Роже Витрак написал свою пьесу, считающуюся эталоном сюрреалистической драмы, в 1928-м. Когда Антонен Арто ее поставил, был скандал, и пьеса сошла с репертуара «Комеди де Шанз-Элизе» через несколько представлений. Специалисты пишут, что автор, с одной стороны, стебал буржуазное общество и чувствительные пьесы, с другой, воткнул пару булавок в бывших коллег-сюрреалистов и Брессона, выведя того в безумце месье Антуане. Однако у авангарда даже еще больше шансов стать музейным, чем у «классической» пьесы. Наверное, потому, что он питается отрицанием предыдущих культурных эпох и ценностей. Поэтому авангард нельзя реконструировать, его можно только переизобрести.
На Новой сцене Александринки на небольшом возвышении — модель театра. Красные бархатные занавесы, в щели между ними, на металлической платформе Ведущий (Андрей Калинин) рассказывает нам о сюрреализме, о спектакле, где мы сможем поразмышлять «о своей природе и хрупкости жизни». Ведущий читает торжественно, музыка звучит похоронная. На словах «пьесу поставил Арто» платформа рушится, лектор падает, путаясь в занавесах. Шум, неразбериха. Появляется суетливый молодой человек, представляющийся Режиссером (Алексей Демидчик). Он объясняет, что теперь в силу технических обстоятельств они не могут показать нам спектакль целиком, но покажут видеоматериалы, записанные актерами в репетиционный период.
Ура, Николай Рощин и Андрей Калинин! Они читали «Балаганчик». Они разрушили театральную иллюзию и теперь будут деконструировать пьесу.

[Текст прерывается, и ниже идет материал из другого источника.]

//! Per-slide layers and their composition into the bitmap a transition consumes.

use std::collections::HashMap;

use crate::compositor::sizing::compute_layer_size;
use crate::effects::composite::over_frame;
use crate::foundation::core::{Canvas, FrameRGBA, Rgba8Premul};
use crate::foundation::error::{SlideFxError, SlideFxResult};
use crate::slideshow::slide_info::SlideInfo;

/// Stacking class of a layer, bottom to top.
#[derive(Clone, Copy, Debug, PartialEq, Eq, PartialOrd, Ord, Hash)]
pub enum LayerKind {
    Background,
    MasterPage,
    Slide,
    /// Animated shape. Kept out of the slide bitmap and handed to shape transitions.
    Shape,
}

/// One rendered layer.
#[derive(Clone, Debug)]
pub struct Layer {
    pub kind: LayerKind,
    /// Shape id for [`LayerKind::Shape`]; free-form otherwise.
    pub id: String,
    pub bitmap: FrameRGBA,
    pub opacity: f32,
}

impl Layer {
    pub fn new(kind: LayerKind, id: impl Into<String>, bitmap: FrameRGBA) -> Self {
        Self {
            kind,
            id: id.into(),
            bitmap,
            opacity: 1.0,
        }
    }

    pub fn with_opacity(mut self, opacity: f32) -> Self {
        self.opacity = opacity.clamp(0.0, 1.0);
        self
    }
}

/// Supplies rendered layers for a slide.
///
/// Implementations render the document at `size`; the engine only composes the result.
pub trait LayerSource {
    fn fetch_layers(&mut self, slide: &SlideInfo, size: Canvas) -> SlideFxResult<Vec<Layer>>;
}

/// Pre-rendered layers keyed by slide index.
#[derive(Debug, Default)]
pub struct MemoryLayerSource {
    layers: HashMap<usize, Vec<Layer>>,
}

impl MemoryLayerSource {
    pub fn new() -> Self {
        Self::default()
    }

    pub fn insert(&mut self, slide_index: usize, layers: Vec<Layer>) {
        self.layers.insert(slide_index, layers);
    }

    pub fn with_slide(mut self, slide_index: usize, layers: Vec<Layer>) -> Self {
        self.insert(slide_index, layers);
        self
    }
}

impl LayerSource for MemoryLayerSource {
    fn fetch_layers(&mut self, slide: &SlideInfo, size: Canvas) -> SlideFxResult<Vec<Layer>> {
        let layers = self.layers.get(&slide.index).cloned().unwrap_or_default();
        for layer in &layers {
            if layer.bitmap.canvas() != size {
                return Err(SlideFxError::validation(format!(
                    "layer '{}' of slide {} is {}x{}, expected {}x{}",
                    layer.id,
                    slide.index,
                    layer.bitmap.width,
                    layer.bitmap.height,
                    size.width,
                    size.height
                )));
            }
        }
        Ok(layers)
    }
}

/// Renders every slide as one solid background layer in its declared fill colour.
#[derive(Clone, Copy, Debug)]
pub struct SolidLayerSource {
    fallback: Rgba8Premul,
}

impl SolidLayerSource {
    /// `fallback` fills slides without a valid background colour.
    pub fn new(fallback: Rgba8Premul) -> Self {
        Self { fallback }
    }
}

impl LayerSource for SolidLayerSource {
    fn fetch_layers(&mut self, slide: &SlideInfo, size: Canvas) -> SlideFxResult<Vec<Layer>> {
        let color = slide.background_color().unwrap_or(self.fallback);
        Ok(vec![Layer::new(
            LayerKind::Background,
            "background",
            FrameRGBA::filled(size, color),
        )])
    }
}

/// Flattens the static layers of a slide into one bitmap.
#[derive(Clone, Copy, Debug)]
pub struct LayerCompositor {
    canvas: Canvas,
    clear: Rgba8Premul,
}

impl LayerCompositor {
    pub fn new(canvas: Canvas, clear: Rgba8Premul) -> Self {
        Self { canvas, clear }
    }

    /// Compositor sized for a slide of `slide_width × slide_height` document units.
    pub fn for_slide_size(
        slide_width: u32,
        slide_height: u32,
        clear: Rgba8Premul,
    ) -> SlideFxResult<Self> {
        let [w, h] = compute_layer_size(slide_width, slide_height);
        Ok(Self::new(Canvas::new(w, h)?, clear))
    }

    pub fn canvas(&self) -> Canvas {
        self.canvas
    }

    /// Compose background, master page and slide layers in stacking order.
    ///
    /// Returns `None` when there are no layers at all, so the caller can wait for them instead of
    /// showing an empty slide. Shape layers are skipped.
    #[tracing::instrument(level = "trace", skip(self, layers), fields(n = layers.len()))]
    pub fn compose_slide(&self, layers: &[Layer]) -> SlideFxResult<Option<FrameRGBA>> {
        if layers.is_empty() {
            return Ok(None);
        }
        let mut stack: Vec<&Layer> = layers
            .iter()
            .filter(|l| l.kind != LayerKind::Shape)
            .collect();
        stack.sort_by_key(|l| l.kind);

        let mut out = FrameRGBA::filled(self.canvas, self.clear);
        for layer in stack {
            over_frame(&mut out, &layer.bitmap, layer.opacity)?;
        }
        Ok(Some(out))
    }

    /// Bitmap of the shape layer `id`, if present.
    pub fn shape_bitmap<'a>(&self, layers: &'a [Layer], id: &str) -> Option<&'a FrameRGBA> {
        layers
            .iter()
            .find(|l| l.kind == LayerKind::Shape && l.id == id)
            .map(|l| &l.bitmap)
    }
}

#[cfg(test)]
#[path = "../../tests/unit/compositor/layers.rs"]
mod tests;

В квазидокументальных актерских интервью объектом насмешки становятся «святое актерское искусство», «школа», в которой артисты собираются создать «сложные противоречивые образы», штампы актерского дискурса. Крупным планом партнеры Илья Дель и Елена Немзер, играющие в спектакле 9-летнего Виктора и 6-летнюю Эстер, разбирают пьесу, природу противостояния детей изолгавшимся взрослым, говорят об «искренних слезах счастья, которые мы переживаем с моим дорогим партнером Ильей», а Елена Немзер говорит, что испытывает стыд от того, что играет 6-летнего ребенка. Олеся Соколова с восторгом рассказывает о «предэтюдах», которые они делали со Степаном Балакшиным в гостинице Таллинна, где «они обнажились… до конца», чтобы лучше понять природу отношений, связывающих их героев; Анна Селедец (Горничная) говорит о том, что ее роль — тонкое сочетание «похоти и набожности», «набожности и похоти» и т. д. и т. п.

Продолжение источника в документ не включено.